Today’s Trading Playbook
Amr Hussein Elalfy CFA | Head of Research
KEY THEMES
The traditional way investors identify mispriced securities is to simply compare market price vs. fair value. However, another way is to study upcoming spinoffs to determine how the post-spinoff entities will be priced vs. their respective fair values. In Egypt, there are a few spinoffs that are expected to take place within the coming period, namely Pioneers Holding [PIOH], Orascom Investment Holding [OIH], and Egyptian Iron & Steel [IRON]. We have tracked the performance of recent spinoffs before in here. IRON just announced yesterday how it intends to split the company into two, one owning the steelmaking business and the land bank (90% of the par value) and the other owning the mines and quarries (only 10% of the par value). With the split usually done at book value, investors can benefit of this mispricing whether they are already long the stock or not. If they are long, they can simply sell the higher priced stock and reinvest the proceeds into the lower priced stock.
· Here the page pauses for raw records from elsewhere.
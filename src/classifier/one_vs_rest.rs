use std::collections::{BTreeSet, HashMap};

use log::debug;
use ndarray::{Array1, Array2};

use super::error::ClassifierError;
use super::{LabelSet, MultiLabelClassifier, RankedLabels};

/// Iteration cap for the per-label logistic estimators.
pub const DEFAULT_MAX_ITER: usize = 1000;

const LEARNING_RATE: f32 = 0.1;
const GRADIENT_TOLERANCE: f32 = 1e-6;

fn sigmoid(z: f32) -> f32 {
    1.0 / (1.0 + (-z).exp())
}

/// Binary logistic estimator trained with batch gradient descent on the
/// log-loss. Stops early once the gradient infinity-norm drops below
/// tolerance, otherwise runs to the iteration cap.
#[derive(Debug)]
struct LogisticRegression {
    weights: Array1<f32>,
    bias: f32,
}

impl LogisticRegression {
    fn fit(x: &Array2<f32>, targets: &Array1<f32>, max_iter: usize) -> Self {
        let n = x.nrows() as f32;
        let mut weights: Array1<f32> = Array1::zeros(x.ncols());
        let mut bias = 0.0f32;

        for _ in 0..max_iter {
            let logits = x.dot(&weights) + bias;
            let probs = logits.mapv(sigmoid);
            let errors = &probs - targets;
            let grad_w = x.t().dot(&errors) / n;
            let grad_b = errors.sum() / n;

            weights.scaled_add(-LEARNING_RATE, &grad_w);
            bias -= LEARNING_RATE * grad_b;

            let max_grad = grad_w.iter().fold(grad_b.abs(), |m, g| m.max(g.abs()));
            if max_grad < GRADIENT_TOLERANCE {
                break;
            }
        }

        Self { weights, bias }
    }

    /// P(label | vector). A sigmoid output, so always within [0, 1].
    fn predict_proba(&self, vector: &Array1<f32>) -> f32 {
        sigmoid(self.weights.dot(vector) + self.bias)
    }
}

/// Multi-label classifier built from one independent binary logistic
/// estimator per label (one-vs-rest decomposition).
///
/// The label vocabulary is closed: it is the sorted set of labels observed at
/// fit time, and a label outside it can never be predicted nor appear in
/// `predict_proba` output. Estimators share no decision boundary, which makes
/// non-exclusive multi-label output natural at the cost of ignoring label
/// correlation. Contrast with [`super::KnnClassifier`]'s open vocabulary.
#[derive(Debug)]
pub struct OneVsRestClassifier {
    threshold: f32,
    max_iter: usize,
    state: Option<FittedOneVsRest>,
}

#[derive(Debug)]
struct FittedOneVsRest {
    vocabulary: Vec<String>,
    estimators: Vec<LogisticRegression>,
    dim: usize,
}

impl OneVsRestClassifier {
    /// Creates an unfitted classifier. `threshold` becomes the default for
    /// `predict` calls that don't override it.
    pub fn new(threshold: f32) -> Self {
        Self {
            threshold,
            max_iter: DEFAULT_MAX_ITER,
            state: None,
        }
    }

    pub fn with_max_iter(mut self, max_iter: usize) -> Self {
        self.max_iter = max_iter;
        self
    }

    pub fn is_fitted(&self) -> bool {
        self.state.is_some()
    }

    /// The sorted label vocabulary observed at fit time, if fitted.
    pub fn vocabulary(&self) -> Option<&[String]> {
        self.state.as_ref().map(|s| s.vocabulary.as_slice())
    }

    fn fitted(&self) -> Result<&FittedOneVsRest, ClassifierError> {
        self.state.as_ref().ok_or_else(|| {
            ClassifierError::InvalidState("OneVsRestClassifier has not been fitted".into())
        })
    }

    /// Probability per vocabulary label, positionally aligned with the
    /// vocabulary ordering.
    fn probabilities(
        &self,
        fitted: &FittedOneVsRest,
        query: &Array1<f32>,
    ) -> Result<Vec<f32>, ClassifierError> {
        if query.len() != fitted.dim {
            return Err(ClassifierError::ValidationError(format!(
                "Query vector has dimension {} but the classifier was fitted with {}",
                query.len(),
                fitted.dim
            )));
        }
        Ok(fitted
            .estimators
            .iter()
            .map(|estimator| estimator.predict_proba(query))
            .collect())
    }
}

impl MultiLabelClassifier for OneVsRestClassifier {
    fn fit(
        &mut self,
        vectors: &[Array1<f32>],
        label_sets: &[LabelSet],
    ) -> Result<(), ClassifierError> {
        if self.state.is_some() {
            return Err(ClassifierError::InvalidState(
                "OneVsRestClassifier is already fitted".into(),
            ));
        }
        if vectors.len() != label_sets.len() {
            return Err(ClassifierError::ValidationError(format!(
                "Got {} vectors but {} label sets",
                vectors.len(),
                label_sets.len()
            )));
        }

        // Sorted so the label ordering is reproducible regardless of input
        // iteration order; probability vectors are zipped against it
        // positionally downstream.
        let vocabulary: Vec<String> = label_sets
            .iter()
            .flatten()
            .cloned()
            .collect::<BTreeSet<String>>()
            .into_iter()
            .collect();
        if vocabulary.is_empty() {
            return Err(ClassifierError::ValidationError(
                "No labels observed in the training data".into(),
            ));
        }

        let dim = vectors[0].len();
        let mut flat = Vec::with_capacity(vectors.len() * dim);
        for (i, vector) in vectors.iter().enumerate() {
            if vector.len() != dim {
                return Err(ClassifierError::ValidationError(format!(
                    "Training vector {} has dimension {} but vector 0 has {}",
                    i,
                    vector.len(),
                    dim
                )));
            }
            flat.extend(vector.iter().copied());
        }
        let x = Array2::from_shape_vec((vectors.len(), dim), flat).map_err(|e| {
            ClassifierError::ValidationError(format!("Failed to assemble training matrix: {}", e))
        })?;

        let mut estimators = Vec::with_capacity(vocabulary.len());
        for label in &vocabulary {
            let targets: Array1<f32> = label_sets
                .iter()
                .map(|set| if set.contains(label) { 1.0 } else { 0.0 })
                .collect();
            estimators.push(LogisticRegression::fit(&x, &targets, self.max_iter));
        }
        debug!(
            "Fitted one-vs-rest classifier: {} labels, {} examples, dim {}",
            vocabulary.len(),
            vectors.len(),
            dim
        );

        self.state = Some(FittedOneVsRest {
            vocabulary,
            estimators,
            dim,
        });
        Ok(())
    }

    fn predict(
        &self,
        vectors: &[Array1<f32>],
        threshold: Option<f32>,
    ) -> Result<(Vec<LabelSet>, Vec<RankedLabels>), ClassifierError> {
        let fitted = self.fitted()?;
        let threshold = threshold.unwrap_or(self.threshold);

        let mut predictions = Vec::with_capacity(vectors.len());
        let mut ranked_predictions = Vec::with_capacity(vectors.len());

        for query in vectors {
            let probs = self.probabilities(fitted, query)?;

            let predicted: LabelSet = fitted
                .vocabulary
                .iter()
                .zip(&probs)
                .filter(|(_, prob)| **prob >= threshold)
                .map(|(label, _)| label.clone())
                .collect();

            // Stable sort: exactly-tied probabilities keep vocabulary order
            let mut order: Vec<usize> = (0..fitted.vocabulary.len()).collect();
            order.sort_by(|&a, &b| {
                probs[b]
                    .partial_cmp(&probs[a])
                    .unwrap_or(std::cmp::Ordering::Equal)
            });
            let ranked: RankedLabels = order
                .into_iter()
                .map(|i| fitted.vocabulary[i].clone())
                .collect();

            predictions.push(predicted);
            ranked_predictions.push(ranked);
        }

        Ok((predictions, ranked_predictions))
    }

    fn predict_proba(
        &self,
        vectors: &[Array1<f32>],
    ) -> Result<Vec<HashMap<String, f32>>, ClassifierError> {
        let fitted = self.fitted()?;

        let mut probabilities = Vec::with_capacity(vectors.len());
        for query in vectors {
            let probs = self.probabilities(fitted, query)?;
            // Closed vocabulary: every label gets an explicit value
            probabilities.push(
                fitted
                    .vocabulary
                    .iter()
                    .cloned()
                    .zip(probs)
                    .collect::<HashMap<String, f32>>(),
            );
        }

        Ok(probabilities)
    }
}

#[cfg(test)]
mod tests {
    use super::*;

    #[test]
    fn test_sigmoid_bounds_and_monotonicity() {
        assert!(sigmoid(-20.0) > 0.0);
        assert!(sigmoid(20.0) < 1.0);
        assert!(sigmoid(-1.0) < sigmoid(0.0));
        assert!(sigmoid(0.0) < sigmoid(1.0));
        assert!((sigmoid(0.0) - 0.5).abs() < 1e-6);
    }

    #[test]
    fn test_logistic_regression_separates_classes() {
        let x = Array2::from_shape_vec(
            (4, 2),
            vec![1.0, 0.0, 0.9, 0.1, 0.0, 1.0, 0.1, 0.9],
        )
        .unwrap();
        let targets = Array1::from_vec(vec![1.0, 1.0, 0.0, 0.0]);
        let estimator = LogisticRegression::fit(&x, &targets, DEFAULT_MAX_ITER);

        let positive = estimator.predict_proba(&Array1::from_vec(vec![1.0, 0.0]));
        let negative = estimator.predict_proba(&Array1::from_vec(vec![0.0, 1.0]));
        assert!(positive > 0.7, "expected confident positive, got {}", positive);
        assert!(negative < 0.3, "expected confident negative, got {}", negative);
    }

    #[test]
    fn test_constant_target_converges_toward_one() {
        let x = Array2::from_shape_vec((2, 2), vec![1.0, 0.0, 0.0, 1.0]).unwrap();
        let targets = Array1::from_vec(vec![1.0, 1.0]);
        let estimator = LogisticRegression::fit(&x, &targets, DEFAULT_MAX_ITER);
        assert!(estimator.predict_proba(&Array1::from_vec(vec![0.5, 0.5])) > 0.5);
    }
}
If they are not long the stock, they can buy directly into the lower priced stock post-spinoff. We have seen such a strategy pay off when Arab Cotton Ginning Co. [ACGC] was split back in 2018 with Arab Co. for Asset Management & Development [ACAMD] outperforming its parent company’s stock. Similarly, we think investors can find a “de-merger” arbitrage opportunity in IRON post-spinoff given the proposed split ratio.
POSITIVE
ISPH: Ibnsina Pharma’s [ISPH] decision to call off its acquisition of the mobile app Elagi Tech should release some of the pressure off the stock seen over the past couple of weeks.